• _Input_

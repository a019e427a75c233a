//! Scenario glue: configuration in, decay outcome and artifacts out.

use std::io;
use std::path::{Path, PathBuf};

use decay_config::{ConfigError, ScenarioConfig};
use decay_export::summary::{self, Summary};
use decay_export::telemetry::{self, Record};
use decay_integrator::{DecayError, DecayOutcome, DecayRequest, SpacecraftParams, simulate};
use thiserror::Error;
use tracing::info;

#[derive(Debug, Error)]
pub enum ScenarioError {
    #[error("configuration error: {0}")]
    Config(#[from] ConfigError),
    #[error("simulation failed: {0}")]
    Decay(#[from] DecayError),
    #[error("export failed: {0}")]
    Io(#[from] io::Error),
}

/// Translate a scenario configuration into an integrator request.
pub fn request_from_config(config: &ScenarioConfig) -> DecayRequest {
    let spacecraft = SpacecraftParams {
        mass_kg: config.spacecraft.mass_kg,
        drag_coefficient: config.spacecraft.drag_coefficient,
        area_m2: config.spacecraft.area_m2,
    };
    let mut request = DecayRequest::new(
        config.orbit.apogee_km,
        config.orbit.perigee_km,
        config.orbit.inclination_deg,
        spacecraft,
        config.simulation.time_step_s,
    );
    request.max_telemetry_samples = config.simulation.max_telemetry_samples;
    request.max_steps = config.simulation.max_steps;
    request
}

/// Run the scenario against the 1976 standard atmosphere.
pub fn run_scenario(config: &ScenarioConfig) -> Result<DecayOutcome, ScenarioError> {
    let outcome = simulate(&request_from_config(config))?;
    info!(
        scenario = %config.name,
        elapsed_days = outcome.elapsed_days(),
        terminal = outcome.terminal.describe(),
        "scenario complete"
    );
    Ok(outcome)
}

/// Telemetry rows in export form; empty when telemetry was dropped.
pub fn telemetry_records(outcome: &DecayOutcome) -> Vec<Record> {
    outcome
        .telemetry
        .iter()
        .flatten()
        .map(|sample| Record {
            time_s: sample.time_s,
            drag_acceleration_km_s2: sample.drag_acceleration_km_s2,
            speed_km_s: sample.speed_km_s,
            apogee_km: sample.apogee_km,
            perigee_km: sample.perigee_km,
        })
        .collect()
}

/// Write the telemetry CSV to `output` (or stdout for `-`) and, for file
/// outputs, a JSON summary beside it. Returns the summary path if written.
pub fn export_run(
    config: &ScenarioConfig,
    outcome: &DecayOutcome,
    output: &Path,
) -> Result<Option<PathBuf>, ScenarioError> {
    let records = telemetry_records(outcome);
    let mut writer = telemetry::writer_for_path(output)?;
    telemetry::write_all(writer.as_mut(), &records)?;

    if output == Path::new("-") {
        return Ok(None);
    }

    let samples: Vec<summary::Sample> = outcome
        .telemetry
        .iter()
        .flatten()
        .map(|sample| summary::Sample {
            time_s: sample.time_s,
            apogee_km: sample.apogee_km,
            perigee_km: sample.perigee_km,
            speed_km_s: sample.speed_km_s,
        })
        .collect();
    let run_summary = Summary {
        scenario: &config.name,
        spacecraft: &config.spacecraft.name,
        terminal_state: outcome.terminal.describe(),
        initial_apogee_km: config.orbit.apogee_km,
        initial_perigee_km: config.orbit.perigee_km,
        inclination_deg: outcome.inclination_deg,
        mass_kg: config.spacecraft.mass_kg,
        drag_coefficient: config.spacecraft.drag_coefficient,
        area_m2: config.spacecraft.area_m2,
        time_step_s: config.simulation.time_step_s,
        initial_period_s: outcome.initial_state.geometry.period_s(),
        elapsed_s: outcome.elapsed_s,
        elapsed_days: outcome.elapsed_days(),
        steps: outcome.steps,
        entry_interface_s: outcome.entry_interface_s,
        telemetry_available: !outcome.telemetry_unavailable(),
    };
    let path = summary::write_sidecar(output, &run_summary, &samples)?;
    Ok(Some(path))
}
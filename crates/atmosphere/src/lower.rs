//! Layered 1976 standard atmosphere below 86 km geometric altitude.

use decay_core::constants::{AIR_MOLAR_MASS_KG_MOL, G0, GAS_CONSTANT_J_MOL_K};
use decay_core::units::kg_m3_to_kg_km3;

/// Geopotential height of the top of the layered model (km).
pub const TOP_GEOPOTENTIAL_KM: f64 = 84.852;

// Tolerance applied only when matching the top seam.
const SEAM_RELATIVE_TOLERANCE: f64 = 1.0e-6;

/// g0·M0/R* expressed in K per geopotential km.
const HYDROSTATIC_CONSTANT_K_KM: f64 = G0 * AIR_MOLAR_MASS_KG_MOL / GAS_CONSTANT_J_MOL_K * 1_000.0;

/// One layer of the 1976 standard atmosphere.
#[derive(Debug, Clone, Copy, PartialEq)]
pub struct AltitudeBand {
    /// Lower geopotential bound of the layer (km).
    pub base_km: f64,
    /// Molecular-scale temperature gradient (K per geopotential km).
    pub lapse_rate_k_km: f64,
    /// Molecular-scale temperature at the layer base (K).
    pub base_temperature_k: f64,
    /// Pressure at the layer base (Pa).
    pub base_pressure_pa: f64,
}

/// The seven standard layers, ordered by increasing geopotential height.
pub const LOWER_BANDS: [AltitudeBand; 7] = [
    AltitudeBand {
        base_km: 0.0,
        lapse_rate_k_km: -6.5,
        base_temperature_k: 288.15,
        base_pressure_pa: 101_325.0,
    },
    AltitudeBand {
        base_km: 11.0,
        lapse_rate_k_km: 0.0,
        base_temperature_k: 216.65,
        base_pressure_pa: 22_632.06,
    },
    AltitudeBand {
        base_km: 20.0,
        lapse_rate_k_km: 1.0,
        base_temperature_k: 216.65,
        base_pressure_pa: 5_474.889,
    },
    AltitudeBand {
        base_km: 32.0,
        lapse_rate_k_km: 2.8,
        base_temperature_k: 228.65,
        base_pressure_pa: 868.018_7,
    },
    AltitudeBand {
        base_km: 47.0,
        lapse_rate_k_km: 0.0,
        base_temperature_k: 270.65,
        base_pressure_pa: 110.906_3,
    },
    AltitudeBand {
        base_km: 51.0,
        lapse_rate_k_km: -2.8,
        base_temperature_k: 270.65,
        base_pressure_pa: 66.938_87,
    },
    AltitudeBand {
        base_km: 71.0,
        lapse_rate_k_km: -2.0,
        base_temperature_k: 214.65,
        base_pressure_pa: 3.956_420,
    },
];

/// State of the layered atmosphere at one height.
#[derive(Debug, Clone, Copy, PartialEq)]
pub struct LayerProperties {
    pub geopotential_height_km: f64,
    pub temperature_k: f64,
    pub pressure_pa: f64,
    pub density_kg_km3: f64,
}

impl AltitudeBand {
    /// Molecular-scale temperature (K) at geopotential height `h_km`.
    pub fn temperature_k(&self, h_km: f64) -> f64 {
        self.base_temperature_k + self.lapse_rate_k_km * (h_km - self.base_km)
    }

    /// Static pressure (Pa) at geopotential height `h_km`.
    pub fn pressure_pa(&self, h_km: f64) -> f64 {
        let dh = h_km - self.base_km;
        if self.lapse_rate_k_km == 0.0 {
            self.base_pressure_pa
                * (-HYDROSTATIC_CONSTANT_K_KM * dh / self.base_temperature_k).exp()
        } else {
            let ratio = self.base_temperature_k / self.temperature_k(h_km);
            self.base_pressure_pa * ratio.powf(HYDROSTATIC_CONSTANT_K_KM / self.lapse_rate_k_km)
        }
    }

    pub fn properties(&self, h_km: f64) -> LayerProperties {
        let temperature_k = self.temperature_k(h_km);
        let pressure_pa = self.pressure_pa(h_km);
        // Ideal gas in kg/m³, rescaled to the km-based working unit.
        let density_kg_m3 =
            pressure_pa * AIR_MOLAR_MASS_KG_MOL / (GAS_CONSTANT_J_MOL_K * temperature_k);
        LayerProperties {
            geopotential_height_km: h_km,
            temperature_k,
            pressure_pa,
            density_kg_km3: kg_m3_to_kg_km3(density_kg_m3),
        }
    }
}

/// Select the layer containing geopotential height `h_km`.
///
/// Layers are closed on their base and open on top, except the last layer
/// which also accepts heights within a relative tolerance of the top seam.
pub(crate) fn find_band(bands: &[AltitudeBand], h_km: f64) -> Option<&AltitudeBand> {
    let first = bands.first()?;
    if h_km < first.base_km {
        return None;
    }
    if h_km > TOP_GEOPOTENTIAL_KM {
        let within_seam =
            (h_km - TOP_GEOPOTENTIAL_KM).abs() <= SEAM_RELATIVE_TOLERANCE * TOP_GEOPOTENTIAL_KM;
        return if within_seam { bands.last() } else { None };
    }
    let index = bands.partition_point(|band| band.base_km <= h_km);
    bands.get(index.checked_sub(1)?)
}

#[cfg(test)]
mod tests {
    use super::*;

    #[test]
    fn layer_bases_are_strictly_increasing() {
        for pair in LOWER_BANDS.windows(2) {
            assert!(pair[0].base_km < pair[1].base_km);
        }
        assert!(LOWER_BANDS[6].base_km < TOP_GEOPOTENTIAL_KM);
    }

    #[test]
    fn band_lookup_is_closed_on_the_base() {
        assert_eq!(find_band(&LOWER_BANDS, 0.0).unwrap().base_km, 0.0);
        assert_eq!(find_band(&LOWER_BANDS, 10.999).unwrap().base_km, 0.0);
        assert_eq!(find_band(&LOWER_BANDS, 11.0).unwrap().base_km, 11.0);
        assert_eq!(find_band(&LOWER_BANDS, 71.0).unwrap().base_km, 71.0);
        assert_eq!(find_band(&LOWER_BANDS, TOP_GEOPOTENTIAL_KM).unwrap().base_km, 71.0);
    }

    #[test]
    fn band_lookup_rejects_heights_outside_the_table() {
        assert!(find_band(&LOWER_BANDS, -0.001).is_none());
        assert!(find_band(&LOWER_BANDS, 84.86).is_none());
        assert!(find_band(&LOWER_BANDS, 84.852_05).is_some());
    }

    #[test]
    fn tabulated_base_pressures_are_continuous() {
        for pair in LOWER_BANDS.windows(2) {
            let below = pair[0].pressure_pa(pair[1].base_km);
            let relative = (below - pair[1].base_pressure_pa).abs() / pair[1].base_pressure_pa;
            assert!(relative < 1e-4, "seam at {} km: {relative}", pair[1].base_km);
        }
    }
}
//! Two-body orbit geometry helpers (apsides, vis-viva, period).
//!
//! Apogee and perigee are altitudes above [`EARTH_RADIUS_KM`]; the radius is
//! added before any geometric use. Angles are degrees at the API boundary.

use std::f64::consts::PI;

use decay_core::constants::{EARTH_RADIUS_KM, MU_EARTH_KM3_S2};
use thiserror::Error;

#[derive(Debug, Clone, Copy, PartialEq, Error)]
pub enum OrbitError {
    #[error("apogee {apogee_km} km lies below perigee {perigee_km} km")]
    InvalidOrbit { apogee_km: f64, perigee_km: f64 },
}

fn check_apsides(apogee_km: f64, perigee_km: f64) -> Result<(), OrbitError> {
    if apogee_km < perigee_km {
        return Err(OrbitError::InvalidOrbit {
            apogee_km,
            perigee_km,
        });
    }
    Ok(())
}

/// Semi-major axis (km) from apogee and perigee altitudes (km).
pub fn semi_major_axis(apogee_km: f64, perigee_km: f64) -> Result<f64, OrbitError> {
    check_apsides(apogee_km, perigee_km)?;
    Ok(((apogee_km + EARTH_RADIUS_KM) + (perigee_km + EARTH_RADIUS_KM)) / 2.0)
}

/// Eccentricity from apogee and perigee altitudes (km).
pub fn eccentricity(apogee_km: f64, perigee_km: f64) -> Result<f64, OrbitError> {
    let a = semi_major_axis(apogee_km, perigee_km)?;
    Ok(((apogee_km + EARTH_RADIUS_KM) - (perigee_km + EARTH_RADIUS_KM)) / (2.0 * a))
}

/// Distance (km) from the occupied focus at true anomaly `theta_deg` (Kepler's first law).
pub fn focal_distance(semi_major_axis_km: f64, eccentricity: f64, theta_deg: f64) -> f64 {
    semi_major_axis_km * (1.0 - eccentricity * eccentricity)
        / (1.0 + eccentricity * theta_deg.to_radians().cos())
}

/// Orbital speed (km/s) at radius `radius_km` via vis-viva.
pub fn vis_viva_speed(semi_major_axis_km: f64, radius_km: f64) -> f64 {
    (MU_EARTH_KM3_S2 * (2.0 / radius_km - 1.0 / semi_major_axis_km)).sqrt()
}

/// Semi-major axis (km) implied by a radius/speed pair (inverse vis-viva).
pub fn semi_major_axis_from_state(radius_km: f64, speed_km_s: f64) -> f64 {
    -(MU_EARTH_KM3_S2 * radius_km) / (speed_km_s * speed_km_s * radius_km - 2.0 * MU_EARTH_KM3_S2)
}

/// Orbital period (s) for a semi-major axis (km).
pub fn orbital_period(semi_major_axis_km: f64) -> f64 {
    2.0 * PI * (semi_major_axis_km.powi(3) / MU_EARTH_KM3_S2).sqrt()
}

/// Shape of an Earth orbit.
#[derive(Debug, Clone, Copy, PartialEq)]
pub struct OrbitGeometry {
    pub semi_major_axis_km: f64,
    pub eccentricity: f64,
}

impl OrbitGeometry {
    pub fn from_apsides(apogee_km: f64, perigee_km: f64) -> Result<Self, OrbitError> {
        Ok(Self {
            semi_major_axis_km: semi_major_axis(apogee_km, perigee_km)?,
            eccentricity: eccentricity(apogee_km, perigee_km)?,
        })
    }

    /// Same eccentricity, different size.
    pub fn with_semi_major_axis(self, semi_major_axis_km: f64) -> Self {
        Self {
            semi_major_axis_km,
            ..self
        }
    }

    pub fn focal_distance_km(&self, theta_deg: f64) -> f64 {
        focal_distance(self.semi_major_axis_km, self.eccentricity, theta_deg)
    }

    pub fn speed_km_s(&self, radius_km: f64) -> f64 {
        vis_viva_speed(self.semi_major_axis_km, radius_km)
    }

    pub fn period_s(&self) -> f64 {
        orbital_period(self.semi_major_axis_km)
    }

    pub fn apogee_altitude_km(&self) -> f64 {
        self.semi_major_axis_km * (1.0 + self.eccentricity) - EARTH_RADIUS_KM
    }

    pub fn perigee_altitude_km(&self) -> f64 {
        self.semi_major_axis_km * (1.0 - self.eccentricity) - EARTH_RADIUS_KM
    }
}
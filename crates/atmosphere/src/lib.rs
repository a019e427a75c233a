//! Atmospheric mass density from sea level to 1000 km.
//!
//! Below 86 km the piecewise 1976 U.S. Standard Atmosphere is evaluated on
//! geopotential height. Above 86 km the natural logarithm of density is a
//! quartic in geometric altitude, fitted per band. Densities are returned in
//! kg/km³ so they combine directly with km-based orbital quantities.

mod lower;
mod upper;

pub use lower::{AltitudeBand, LOWER_BANDS, LayerProperties, TOP_GEOPOTENTIAL_KM};
pub use upper::{DensityPolynomial, UPPER_BANDS};

use decay_core::constants::GEOPOTENTIAL_EARTH_RADIUS_KM;
use thiserror::Error;

/// Lowest altitude covered by the model (km).
pub const MIN_ALTITUDE_KM: f64 = 0.0;
/// Geometric altitude separating the layered and polynomial regimes (km).
pub const LOWER_CEILING_KM: f64 = 86.0;
/// Highest altitude covered by the model (km).
pub const MAX_ALTITUDE_KM: f64 = 1_000.0;

#[derive(Debug, Clone, Copy, PartialEq, Error)]
pub enum AtmosphereError {
    #[error("altitude {altitude_km} km lies outside the model domain [{min_km}, {max_km}] km")]
    OutOfRange {
        altitude_km: f64,
        min_km: f64,
        max_km: f64,
    },
}

impl AtmosphereError {
    fn out_of_range(altitude_km: f64, min_km: f64, max_km: f64) -> Self {
        AtmosphereError::OutOfRange {
            altitude_km,
            min_km,
            max_km,
        }
    }
}

/// Source of atmospheric mass density for the decay integrator.
///
/// Implementations must be shareable across threads; the integrator only
/// ever reads through `&self`.
pub trait DensityModel: Send + Sync {
    /// Total mass density (kg/km³) at a geometric altitude (km).
    fn density_kg_km3(&self, altitude_km: f64) -> Result<f64, AtmosphereError>;

    /// Short model name for logs and reports.
    fn name(&self) -> &'static str;
}

/// Convert geometric altitude (km) to geopotential height (km).
pub fn geopotential_height(altitude_km: f64) -> Result<f64, AtmosphereError> {
    if !(MIN_ALTITUDE_KM..=MAX_ALTITUDE_KM).contains(&altitude_km) {
        return Err(AtmosphereError::out_of_range(
            altitude_km,
            MIN_ALTITUDE_KM,
            MAX_ALTITUDE_KM,
        ));
    }
    Ok(GEOPOTENTIAL_EARTH_RADIUS_KM * altitude_km / (GEOPOTENTIAL_EARTH_RADIUS_KM + altitude_km))
}

/// The 1976 standard atmosphere extended to 1000 km.
///
/// The band tables are handed in at construction so alternative tabulations
/// can be evaluated with the same dispatch logic.
#[derive(Debug, Clone, Copy)]
pub struct StandardAtmosphere {
    lower: &'static [AltitudeBand],
    upper: &'static [DensityPolynomial],
}

impl Default for StandardAtmosphere {
    fn default() -> Self {
        Self::new(&LOWER_BANDS, &UPPER_BANDS)
    }
}

impl StandardAtmosphere {
    pub fn new(lower: &'static [AltitudeBand], upper: &'static [DensityPolynomial]) -> Self {
        Self { lower, upper }
    }

    pub fn lower_bands(&self) -> &'static [AltitudeBand] {
        self.lower
    }

    pub fn upper_bands(&self) -> &'static [DensityPolynomial] {
        self.upper
    }

    /// Total mass density (kg/km³) at geometric altitude `altitude_km`.
    pub fn density(&self, altitude_km: f64) -> Result<f64, AtmosphereError> {
        if !(MIN_ALTITUDE_KM..=MAX_ALTITUDE_KM).contains(&altitude_km) {
            return Err(AtmosphereError::out_of_range(
                altitude_km,
                MIN_ALTITUDE_KM,
                MAX_ALTITUDE_KM,
            ));
        }
        if altitude_km <= LOWER_CEILING_KM {
            self.lower_density(altitude_km)
        } else {
            self.upper_density(altitude_km)
        }
    }

    /// Layered-model density (kg/km³); valid on [0, 86] km.
    pub fn lower_density(&self, altitude_km: f64) -> Result<f64, AtmosphereError> {
        Ok(self.lower_properties(altitude_km)?.density_kg_km3)
    }

    /// Temperature, pressure and density of the layered model on [0, 86] km.
    pub fn lower_properties(&self, altitude_km: f64) -> Result<LayerProperties, AtmosphereError> {
        if !(MIN_ALTITUDE_KM..=LOWER_CEILING_KM).contains(&altitude_km) {
            return Err(AtmosphereError::out_of_range(
                altitude_km,
                MIN_ALTITUDE_KM,
                LOWER_CEILING_KM,
            ));
        }
        let h = geopotential_height(altitude_km)?;
        let band = lower::find_band(self.lower, h).ok_or(AtmosphereError::out_of_range(
            altitude_km,
            MIN_ALTITUDE_KM,
            LOWER_CEILING_KM,
        ))?;
        Ok(band.properties(h))
    }

    /// Polynomial-fit density (kg/km³); valid on (86, 1000] km.
    pub fn upper_density(&self, altitude_km: f64) -> Result<f64, AtmosphereError> {
        let out_of_range =
            || AtmosphereError::out_of_range(altitude_km, LOWER_CEILING_KM, MAX_ALTITUDE_KM);
        if !(altitude_km > LOWER_CEILING_KM && altitude_km <= MAX_ALTITUDE_KM) {
            return Err(out_of_range());
        }
        let band = upper::find_polynomial(self.upper, altitude_km).ok_or_else(out_of_range)?;
        Ok(band.density_kg_km3(altitude_km))
    }
}

impl DensityModel for StandardAtmosphere {
    fn density_kg_km3(&self, altitude_km: f64) -> Result<f64, AtmosphereError> {
        self.density(altitude_km)
    }

    fn name(&self) -> &'static str {
        "US Standard Atmosphere 1976"
    }
}

#[cfg(test)]
mod tests {
    use super::*;

    #[test]
    fn geopotential_of_86_km_lands_on_topmost_seam() {
        let h = geopotential_height(86.0).unwrap();
        assert!((h - TOP_GEOPOTENTIAL_KM).abs() < 1e-3, "h = {h}");
    }

    #[test]
    fn seam_altitudes_resolve_to_a_single_path() {
        let atmosphere = StandardAtmosphere::default();
        assert!(atmosphere.lower_density(86.0).is_ok());
        assert!(atmosphere.upper_density(86.0).is_err());
        assert!(atmosphere.lower_density(86.000_1).is_err());
        assert!(atmosphere.upper_density(86.000_1).is_ok());
    }
}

• _What to do_
Out of the material above, output word for word the line with "km lies outside", the line with "geopotential height (km).", and all lines between them, with nothing else.

• _Task response_
    #[error("altitude {altitude_km} km lies outside the model domain [{min_km}, {max_km}] km")]
    OutOfRange {
        altitude_km: f64,
        min_km: f64,
        max_km: f64,
    },
}

impl AtmosphereError {
    fn out_of_range(altitude_km: f64, min_km: f64, max_km: f64) -> Self {
        AtmosphereError::OutOfRange {
            altitude_km,
            min_km,
            max_km,
        }
    }
}

/// Source of atmospheric mass density for the decay integrator.
///
/// Implementations must be shareable across threads; the integrator only
/// ever reads through `&self`.
pub trait DensityModel: Send + Sync {
    /// Total mass density (kg/km³) at a geometric altitude (km).
    fn density_kg_km3(&self, altitude_km: f64) -> Result<f64, AtmosphereError>;

    /// Short model name for logs and reports.
    fn name(&self) -> &'static str;
}

/// Convert geometric altitude (km) to geopotential height (km).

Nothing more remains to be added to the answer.